Spectrophotometric analysis of the protective effect of ascorbate against spontaneous oxidation of tetrahydrobiopterin in aqueous solution: kinetic characteristics and potentiation by catalase of ascorbate action

Tetrahydrobiopterin (BH(4)) is oxidized by O(2) readily in aqueous solutions and physiological concentrations of ascorbate have been shown to inhibit this reaction. In order to gain insight into the mechanism of ascorbate effect, a spectrophotometric analysis was applied for the study of the time course of BH(4) oxidation in the presence of various concentrations of ascorbate and the effect of various temperatures on the apparent second-order rate constant of BH(4) oxidation (k(ox)) in the presence or absence of catalase.

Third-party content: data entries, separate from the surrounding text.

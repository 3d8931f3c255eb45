#![allow(dead_code)]

use std::net::SocketAddr;
use std::sync::Mutex;

use axum::Router;
use pgadmin4_runtime::presentation::{MenuState, Presenter, Progress};

/// Serve `app` on an ephemeral loopback port.
pub async fn serve(app: Router) -> SocketAddr {
    let listener = tokio::net::TcpListener::bind("127.0.0.1:0").await.unwrap();
    let addr = listener.local_addr().unwrap();
    tokio::spawn(async move {
        axum::serve(listener, app).await.unwrap();
    });
    addr
}

/// Presenter that only remembers status lines and progress values.
#[derive(Default)]
pub struct QuietPresenter {
    pub statuses: Mutex<Vec<String>>,
    pub progress: Mutex<Vec<Progress>>,
    pub menus: Mutex<Vec<MenuState>>,
    pub notifications: Mutex<Vec<String>>,
}

impl Presenter for QuietPresenter {
    fn set_status(&self, text: &str) {
        self.statuses.lock().unwrap().push(text.to_string());
    }
    fn show_main_window(&self, _url: &str) {}
    fn show_error(&self, _log: &str) {}
    fn alert(&self, _message: &str) {}
    fn notify(&self, message: &str) {
        self.notifications.lock().unwrap().push(message.to_string());
    }
    fn rebuild_menu(&self, state: &MenuState) {
        self.menus.lock().unwrap().push(*state);
    }
    fn set_badge(&self, _count: usize) {}
    fn clear_badge(&self) {}
    fn set_progress(&self, progress: Progress) {
        self.progress.lock().unwrap().push(progress);
    }
    fn clear_progress(&self) {}
}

In 100 micromol/l concentration, ascorbate alone prolonged the half-life time of 36 micromol/l BH(4) 1.4-fold whereas in the presence of catalase 1.85-fold. In the presence of catalase ascorbate decreased the value of k(ox) to 51 +/- 0.67%, whereas in the absence of it only to 64 +/- 0.77% of control (P < 0.01). The extent of ascorbate effect was not dependent on temperature, at least between 22 and 37 degrees C, either in the presence or absence of catalase. In the absence of catalase the apparent Arrhenius activation energies: 57.02 +/- 0.09 kJ/mol (-ascorbate) and 56.77 +/- 2.21 kJ/mol (+ascorbate) whereas in the presence of catalase: 62.72 +/- 1.37 kJ/mol (-ascorbate) and 59.93 +/- 2.84 kJ/mol (+ascorbate, mean +/- S.E.M., n=3) were obtained. The study shows that catalase potentiates the BH(4)-stabilizing effect of ascorbate. It is concluded that removal of H(2)O(2) generated from BH(4) during oxidation by O(2) prevents a decrease of ascorbate concentration, and in the presence of ascorbate the pacemaker step in the overall reaction is the oxidation of BH(4) and not the reduction of the quinonoid BH(2) back to BH(4) by ascorbate.